Abituati a girare in città, per raggiungere il posto di lavoro e per incontrare amici e familiari, gli automobilisti italiani, che hanno scelto l’assicurazione auto basandosi su spostamenti limitati e rigorosamente nazionali, informandosi sulla polizza rca direttamente online per risparmiare, si vedono ora alle prese con i controlli per poter circolare all’estero.

Le vacanze sono, infatti, in arrivo e gli italiani stanno già programmando le ferie. Per chi intenda organizzare un viaggio in macchina fuori dai confini nazionali, sia per raggiungere la casa di villeggiatura all’estero, sia per un viaggio on the road, è importante accertarsi di avere tutti i documenti in regola, dalla polizza assicurativa alla patente. Ecco qualche consiglio.

La prima cosa da fare è verificare che l’assicurazione auto sia valida nel Paese di destinazione. In tutti gli Stati Europei l’assicurazione stipulata in Italia risulta valida, si può dunque circolare liberamente senza bisogno di una documentazione aggiuntiva.

Nei Paesi extra Ue, al contrario, è necessario il certificato internazionale di assicurazione, la cosiddetta Carta Verde. I Paesi che aderiscono alla convenzione Carta Verde sono: Albania, Bielorussia, Bosnia Erzegovina, Iran, Israele, Macedonia, Marocco, Moldavia, Montenegro, Russia, Tunisia, Turchia, Ucraina. Molte compagnie assicurative rilascia la Carta Verde gratis, insieme al certificato di assicurazione (è questo il caso, per esempio, di Genertel, Linear Assicurazioni e molte altre), mentre alcune la rilasciano su richiesta e dietro pagamento di una piccola somma.

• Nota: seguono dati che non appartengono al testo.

//! Interpreter Session
//!
//! Owns the spawned interpreter process, its byte streams, the compiled
//! pattern set, and the protocol state machine. Every public operation is
//! a blocking, prompt-synchronized round trip; at most one command is in
//! flight per session, enforced by `&mut self` receivers.

use uuid::Uuid;

use crate::banner;
use crate::config::ShellConfig;
use crate::error::{Error, EvalError, Result};
use crate::models::ShellProcess;
use crate::protocol::frame;
use crate::protocol::parser::{self, strip_list_wrapper};
use crate::protocol::patterns::{PatternSet, NIL};
use crate::pty::process::{spawn_shell_process, BoxedChild};
use crate::pty::signals::{self, Signal};
use crate::pty::streams::PtyStreams;

/// Protocol state of a session
#[derive(Debug, Clone, Copy, PartialEq, Eq)]
pub enum SessionState {
    /// No command in flight
    Idle,
    /// A line is being written to the interpreter
    Sending,
    /// Blocked reading until the prompt marker appears
    AwaitingPrompt,
    /// Captured spans are being parsed
    Parsing,
    /// The previous command raised; the session accepts further commands
    Faulted,
    /// The stream is gone; no further commands are possible
    Closed,
}

/// Cloneable handle for delivering an interrupt from another thread
/// while the session itself is blocked in [`ShellSession::wait_for_prompt`].
#[derive(Debug, Clone)]
pub struct InterruptHandle {
    pid: Option<u32>,
}

impl InterruptHandle {
    /// Deliver SIGINT to the interpreter process.
    pub fn interrupt(&self) -> Result<()> {
        match self.pid {
            Some(pid) => signals::send_signal(pid, Signal::Interrupt),
            None => Err(Error::NoPidAvailable),
        }
    }
}

/// A live interpreter session.
pub struct ShellSession {
    id: Uuid,
    config: ShellConfig,
    process: ShellProcess,
    child: Option<BoxedChild>,
    streams: PtyStreams,
    patterns: PatternSet,
    state: SessionState,
    read_buffer: Vec<u8>,
    output: String,
    last_error: Option<EvalError>,
    banner: Option<String>,
}

impl ShellSession {
    /// Spawn the interpreter and synchronize on its first prompt.
    ///
    /// The interpreter's startup preamble is consumed and discarded.
    pub fn spawn(config: ShellConfig) -> Result<Self> {
        config.validate()?;
        let patterns = PatternSet::with_prompt(&config.prompt_pattern)?;
        let (process, streams, child) = spawn_shell_process(&config)?;

        let mut session = Self {
            id: Uuid::new_v4(),
            config,
            process,
            child: Some(child),
            streams,
            patterns,
            state: SessionState::AwaitingPrompt,
            read_buffer: Vec::new(),
            output: String::new(),
            last_error: None,
            banner: None,
        };
        info!(
            "session {} started (pid {:?})",
            session.id, session.process.pid
        );

        session.wait_for_prompt()?;
        session.state = SessionState::Idle;
        Ok(session)
    }

    /// Attach to an already-running interpreter through an existing
    /// stream pair, assumed to be sitting at a prompt.
    ///
    /// No process is owned in this mode; [`interrupt`](Self::interrupt)
    /// is unavailable. Used by test harnesses and embedders that manage
    /// the process themselves.
    pub fn from_streams(config: ShellConfig, streams: PtyStreams) -> Result<Self> {
        config.validate()?;
        let patterns = PatternSet::with_prompt(&config.prompt_pattern)?;
        let process = ShellProcess::new(
            config.shell.clone(),
            vec!["-c".to_string(), config.spawn_command()],
        );

        Ok(Self {
            id: Uuid::new_v4(),
            config,
            process,
            child: None,
            streams,
            patterns,
            state: SessionState::Idle,
            read_buffer: Vec::new(),
            output: String::new(),
            last_error: None,
            banner: None,
        })
    }

    /// Session identifier.
    pub fn id(&self) -> Uuid {
        self.id
    }

    /// Current protocol state.
    pub fn state(&self) -> SessionState {
        self.state
    }

    /// Last combined output returned by the interpreter.
    pub fn output(&self) -> &str {
        &self.output
    }

    /// Error record of the most recent execution, if it raised.
    pub fn last_error(&self) -> Option<&EvalError> {
        self.last_error.as_ref()
    }

    /// Lifecycle record of the interpreter process.
    pub fn process(&self) -> &ShellProcess {
        &self.process
    }

    /// Handle for delivering interrupts from another thread.
    pub fn interrupt_handle(&self) -> InterruptHandle {
        InterruptHandle {
            pid: self.process.pid,
        }
    }

    /// Write `text` plus a line terminator to the interpreter's input.
    pub fn send_line(&mut self, text: &str) -> Result<()> {
        self.ensure_open()?;
        self.state = SessionState::Sending;

        let mut data = Vec::with_capacity(text.len() + 1);
        data.extend_from_slice(text.as_bytes());
        data.push(b'\n');
        self.streams.write(&data)?;

        self.state = SessionState::AwaitingPrompt;
        Ok(())
    }

    /// Block until the prompt marker appears; return the bytes read
    /// before it as the captured span. The marker itself is consumed.
    ///
    /// There is no timeout at this layer. An unexpected end-of-stream is
    /// fatal: the session transitions to `Closed`.
    pub fn wait_for_prompt(&mut self) -> Result<String> {
        loop {
            if let Some(at) = self.patterns.match_prompt(&self.read_buffer) {
                let span = String::from_utf8_lossy(&self.read_buffer[..at]).into_owned();
                self.read_buffer.clear();
                self.state = SessionState::Idle;
                trace!("captured span of {} bytes", span.len());
                return Ok(span);
            }

            match self.streams.read_chunk() {
                Ok(chunk) => self.read_buffer.extend_from_slice(&chunk),
                Err(Error::StreamClosed { .. }) => {
                    self.state = SessionState::Closed;
                    return Err(Error::StreamClosed {
                        context: "while waiting for prompt".to_string(),
                    });
                }
                Err(e) => return Err(e),
            }
        }
    }

    /// One request/response round trip.
    fn exchange(&mut self, line: &str) -> Result<String> {
        self.send_line(line)?;
        self.wait_for_prompt()
    }

    /// Execute cell code with error detection.
    ///
    /// Two round trips: the error-guarded frame captures printed output
    /// and the guard's verdict, then the sentinel fetch retrieves the
    /// real result. Returns the combined printed output and value, or
    /// [`Error::Evaluation`] when the interpreter reported a raised
    /// condition.
    pub fn run_cell(&mut self, code: &str) -> Result<String> {
        self.ensure_open()?;
        debug!("run_cell: {} bytes of code", code.len());

        let framed = frame::frame_cell(code);
        let error_span = self.exchange(&framed)?;
        let value_span = self.exchange(frame::RESULT_VAR)?;

        self.state = SessionState::Parsing;
        let parsed = parser::parse_spans(&self.patterns, &error_span, &value_span);
        self.output = parsed.text;
        self.last_error = parsed.error;

        match &self.last_error {
            Some(error) => {
                self.state = SessionState::Faulted;
                warn!("evaluation error: {}", error);
                Err(Error::Evaluation(error.clone()))
            }
            None => {
                self.state = SessionState::Idle;
                Ok(self.output.clone())
            }
        }
    }

    /// Names of functions and variables starting with `token`,
    /// functions first.
    pub fn get_matches(&mut self, token: &str) -> Result<Vec<String>> {
        self.ensure_open()?;

        let mut matches = Vec::new();
        for command in [frame::list_functions(token), frame::list_variables(token)] {
            let span = self.exchange(&command)?;
            if span != NIL {
                let names = if span.starts_with('(') {
                    strip_list_wrapper(&span)
                } else {
                    span.as_str()
                };
                matches.extend(names.split_whitespace().map(str::to_string));
            }
        }
        Ok(matches)
    }

    /// Help text for `token`, or the empty string when there is none.
    pub fn get_info(&mut self, token: &str) -> Result<String> {
        self.ensure_open()?;

        let span = self.exchange(&frame::help_lookup(token))?;
        if span != NIL {
            Ok(span)
        } else {
            Ok(String::new())
        }
    }

    /// Deliver SIGINT to the interpreter to abort a runaway command.
    ///
    /// Does not wait for a prompt; call
    /// [`wait_for_prompt`](Self::wait_for_prompt) afterwards to
    /// resynchronize.
    pub fn interrupt(&self) -> Result<()> {
        match self.process.pid {
            Some(pid) => {
                info!("interrupting interpreter (pid {})", pid);
                signals::send_signal(pid, Signal::Interrupt)
            }
            None => Err(Error::NoPidAvailable),
        }
    }

    /// Terminate the session by sending the exit command through the
    /// normal protocol path.
    ///
    /// The stream closing before a prompt is observed is the expected
    /// termination signal, not an error. The `restart` flag is reserved;
    /// it currently has no effect beyond closing this session.
    pub fn shutdown(&mut self, restart: bool) -> Result<()> {
        if restart {
            debug!("restart requested; treated as a plain shutdown");
        }
        if self.state == SessionState::Closed {
            return Ok(());
        }

        match self.run_cell(frame::EXIT_COMMAND) {
            Ok(_) | Err(Error::StreamClosed { .. }) => {
                self.close();
                Ok(())
            }
            Err(e) => Err(e),
        }
    }

    fn ensure_open(&self) -> Result<()> {
        if self.state == SessionState::Closed {
            return Err(Error::StreamClosed {
                context: "session is closed".to_string(),
            });
        }
        Ok(())
    }

    fn close(&mut self) {
        self.streams.close_input();
        self.streams.drain_output();

        if let Some(mut child) = self.child.take() {
            let _ = child.kill();
            match child.wait() {
                Ok(status) => self.process.mark_terminated(Some(status.exit_code() as i32)),
                Err(_) => self.process.mark_terminated(None),
            }
        } else if !self.process.is_terminated() {
            self.process.mark_terminated(None);
        }

        self.state = SessionState::Closed;
        info!("session {} closed", self.id);
    }

    /// Interpreter banner text, fetched once and cached.
    pub fn banner(&mut self) -> Result<String> {
        if let Some(text) = &self.banner {
            return Ok(text.clone());
        }
        let text = banner::fetch_banner(&self.config)?;
        self.banner = Some(text.clone());
        Ok(text)
    }

    /// Language version extracted from the banner.
    pub fn language_version(&mut self) -> Result<String> {
        let banner_text = self.banner()?;
        banner::extract_version(&self.patterns, &banner_text)
    }
}

impl Drop for ShellSession {
    fn drop(&mut self) {
        if let Some(mut child) = self.child.take() {
            debug!("session {} dropped with live child; killing", self.id);
            let _ = child.kill();
            let _ = child.wait();
        }
    }
}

Prima di mettersi in viaggio, meglio dunque verificare se si è già in possesso della Carta Verde (e in quali Paesi questa risulti valida, non tutte le compagnie offrono la medesima copertura) e, in caso contrario, richiederla alla compagnia

Per circolare negli Stati che non aderiscono al sistema Carta Verde sarà indispensabile procurarsi delle assicurazioni rca specifiche, che garantiscano il risarcimento danni in caso di sinistri avvenuti all’estero. In molti casi è possibile stipulare delle polizze temporanee di frontiera all’ingresso del Paese, che hanno una validità limitata nel tempo (giornaliera/settimanale/mensile).

Prima di espatriare in auto, attenzione anche alla validità della patente: in Ue è valida quella italiana, mentre se si viaggia in un Paese extracomunitario è necessario richiedere il Permesso internazionale di guida (la cosiddetta Patente internazionale) in motorizzazione, o produrre una traduzione giurata della propria patente nella lingua del Paese che si intende visitare.